The first case involves a 3D-printed airlift crystallizer for protein crystallization. Protein crystallization in an airlift crystallizer has not been reported yet, but is attractive as protein crystals are generally more fragile in comparison to crystals of small-molecule active ingredients.[3] Therefore, mild and homogeneous mixing conditions are required, which can be provided by airlift columns due to the low maximum shear forces.[4] An airlift crystallizer was designed and fabricated with a desktop stereolithography (SLA) printer. The hydrodynamics of the column have been characterized for lysozyme as model protein. A sufficiently high upward velocity in the column demonstrates practical feasibility for protein crystallization in an airlift crystallizer. Next, the crystallization performance of the airlift crystallizer is characterized in this work and compared to a conventional stirred tank crystallizer.

The second case involves antisolvent and reactive crystallization in continuous flow. Rapid mixing is achieved by using static mixers. The effectiveness of kenics-type of static mixers has previously been demonstrated for anti-solvent crystallization of ketoconazole [5]. In this work, Y-mixers and komax-type mixers have been designed and fabricated using a desktop stereolithography (SLA) 3D printer. Preliminary studies on reactive crystallization of barium sulfate have been conducted, which demonstrate practical feasible and reduced agglomeration when using the komax mixer in comparison to when using a Y-mixer. The stability of many stereolithography resins used for 3D-printed structures is good for aqueous-based system. However, pharmaceutical crystallization often involves organic compounds. Therefore, this case particularly focuses on the use of various 3D printing techniques to address stability issues for organic solvents. In the long term, this research aims to develop a platform around 3D printing, which allows users to select, design and fabricate innovative crystallization equipment rapidly to achieve shorter time-to-market and intensified pharmaceutical crystallization.

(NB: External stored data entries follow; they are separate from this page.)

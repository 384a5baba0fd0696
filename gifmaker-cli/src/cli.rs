// gifmaker-cli/src/cli.rs
//
// Defines the command-line argument structures using clap.

use crate::config::FFMPEG_ENV_VAR;
use clap::{Args, Parser, Subcommand};
use std::path::PathBuf;

// --- CLI Argument Definition ---

#[derive(Parser, Debug)]
#[command(
    name = "gifmaker",
    author,
    version, // Reads from Cargo.toml via "cargo" feature in clap
    about = "gifmaker: Convert videos to GIFs with customizable options",
    long_about = "Converts video files to animated GIFs using ffmpeg, with a live progress display."
)]
pub struct Cli {
    #[command(subcommand)]
    pub command: Option<Commands>,

    /// Enable verbose logging
    #[arg(short, long, global = true)]
    pub verbose: bool,
}

#[derive(Subcommand, Debug)]
pub enum Commands {
    /// Convert a video file to a GIF
    Convert(ConvertArgs),
    /// Show properties of a video and estimated GIF sizes
    Info(InfoArgs),
    /// Display version information
    Version,
}

#[derive(Args, Debug, Default, Clone)]
pub struct ConvertArgs {
    /// Input video file (required unless using interactive mode)
    #[arg(short = 'i', long = "input", value_name = "INPUT_FILE")]
    pub input: Option<PathBuf>,

    /// Output GIF file (default: input_name.gif)
    #[arg(short = 'o', long = "output", value_name = "OUTPUT_FILE")]
    pub output: Option<PathBuf>,

    /// Frames per second (default: 10)
    #[arg(
        short = 'f',
        long,
        value_name = "FPS",
        value_parser = clap::value_parser!(u32).range(1..=60)
    )]
    pub fps: Option<u32>,

    /// Start time (format: 00:00:00)
    #[arg(long, value_name = "TIME")]
    pub start: Option<String>,

    /// Duration (format: 00:00:00)
    #[arg(long, value_name = "TIME")]
    pub duration: Option<String>,

    /// Output width in pixels (default: same as input)
    #[arg(
        short = 'w',
        long,
        value_name = "PIXELS",
        value_parser = clap::value_parser!(u32).range(1..)
    )]
    pub width: Option<u32>,

    /// Output quality 1-100 (default: 90)
    #[arg(
        short = 'q',
        long,
        value_name = "QUALITY",
        value_parser = clap::value_parser!(u8).range(1..=100)
    )]
    pub quality: Option<u8>,

    /// Use interactive mode (default if no arguments provided)
    #[arg(short = 'I', long)]
    pub interactive: bool,

    /// Disable the progress display
    #[arg(long, conflicts_with = "plain")]
    pub no_progress: bool,

    /// Print periodic progress lines instead of redrawing in place
    #[arg(long)]
    pub plain: bool,

    /// Number of ffmpeg threads (default: based on CPU count)
    #[arg(long, value_name = "N", value_parser = clap::value_parser!(u32).range(1..))]
    pub threads: Option<u32>,

    /// Path to the ffmpeg executable
    #[arg(long, value_name = "PATH", env = FFMPEG_ENV_VAR)]
    pub ffmpeg: Option<PathBuf>,

    /// Print the conversion summary as JSON on stdout
    #[arg(long)]
    pub json: bool,
}

impl ConvertArgs {
    /// True when any conversion option was given on the command line.
    /// Display-only flags and the ffmpeg location do not count.
    pub fn has_conversion_options(&self) -> bool {
        self.input.is_some()
            || self.output.is_some()
            || self.fps.is_some()
            || self.start.is_some()
            || self.duration.is_some()
            || self.width.is_some()
            || self.quality.is_some()
            || self.threads.is_some()
    }
}

#[derive(Args, Debug)]
pub struct InfoArgs {
    /// Video file to inspect
    #[arg(value_name = "INPUT_FILE")]
    pub input: PathBuf,

    /// Path to the ffmpeg executable
    #[arg(long, value_name = "PATH", env = FFMPEG_ENV_VAR)]
    pub ffmpeg: Option<PathBuf>,
}

#[cfg(test)]
mod tests {
    use super::*;
    use clap::CommandFactory;

    #[test]
    fn test_cli_definition_is_valid() {
        Cli::command().debug_assert();
    }

    #[test]
    fn test_convert_flags() {
        let cli = Cli::try_parse_from([
            "gifmaker", "convert", "-i", "in.mp4", "-o", "out.gif", "-f", "15", "--start",
            "00:00:01", "--duration", "00:00:02", "-w", "320", "-q", "80", "--plain",
        ])
        .unwrap();
        let Some(Commands::Convert(args)) = cli.command else {
            panic!("expected convert");
        };
        assert_eq!(args.input, Some(PathBuf::from("in.mp4")));
        assert_eq!(args.fps, Some(15));
        assert_eq!(args.width, Some(320));
        assert_eq!(args.quality, Some(80));
        assert!(args.plain);
        assert!(args.has_conversion_options());
    }

    #[test]
    fn test_out_of_range_values_rejected() {
        assert!(Cli::try_parse_from(["gifmaker", "convert", "-f", "0"]).is_err());
        assert!(Cli::try_parse_from(["gifmaker", "convert", "-f", "61"]).is_err());
        assert!(Cli::try_parse_from(["gifmaker", "convert", "-q", "101"]).is_err());
        assert!(Cli::try_parse_from(["gifmaker", "convert", "--plain", "--no-progress"]).is_err());
    }

    #[test]
    fn test_no_arguments() {
        let cli = Cli::try_parse_from(["gifmaker"]).unwrap();
        assert!(cli.command.is_none());

        let cli = Cli::try_parse_from(["gifmaker", "convert", "--json"]).unwrap();
        let Some(Commands::Convert(args)) = cli.command else {
            panic!("expected convert");
        };
        assert!(!args.has_conversion_options());
    }
}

Acknowledgement: The work described in this abstract was supported by a grant from the Research Grants Council of the Hong Kong Special Administrative Region, China (Project No. 16242916).

References

[1] G. Reklaitis, J. Khinast, and F. J. Muzzio, “Pharmaceutical engineering science—New approaches to pharmaceutical development and manufacturing,” Chem. Eng. Sci., vol. 65, no. 21, pp. iv–vii, Nov. 2010.

[2] A. K. Au, W. Huynh, L. F. Horowitz, and A. Folch, “3D-Printed Microfluidics,” Angew. Chemie - Int. Ed., vol. 55, no. 12, pp. 3862–3881, 2016.

[3] S. Tait, E. T. White, and J. D. Litster, “Mechanical Characterization of Protein Crystals”, Part. Part. Syst. Charact., vol. 25, no. 3, pp. 266-276, Sep 2008.

[4] A. Soare, R. Lakerveld, J. Van Royen, G. Zocchi, A. I. Stankiewicz, and H. J. M. Kramer, “Minimization of attrition and breakage in an airlift crystallizer,” Ind. Eng. Chem. Res., vol. 51, no. 33, pp. 10895–10909, Aug 2012.

[5] A. J. Alvarez and A. S. Myerson, “Continuous plug flow crystallization of pharmaceutical compounds,” Cryst. Growth Des., vol. 10, no. 5, pp. 2219–2228, May 2010.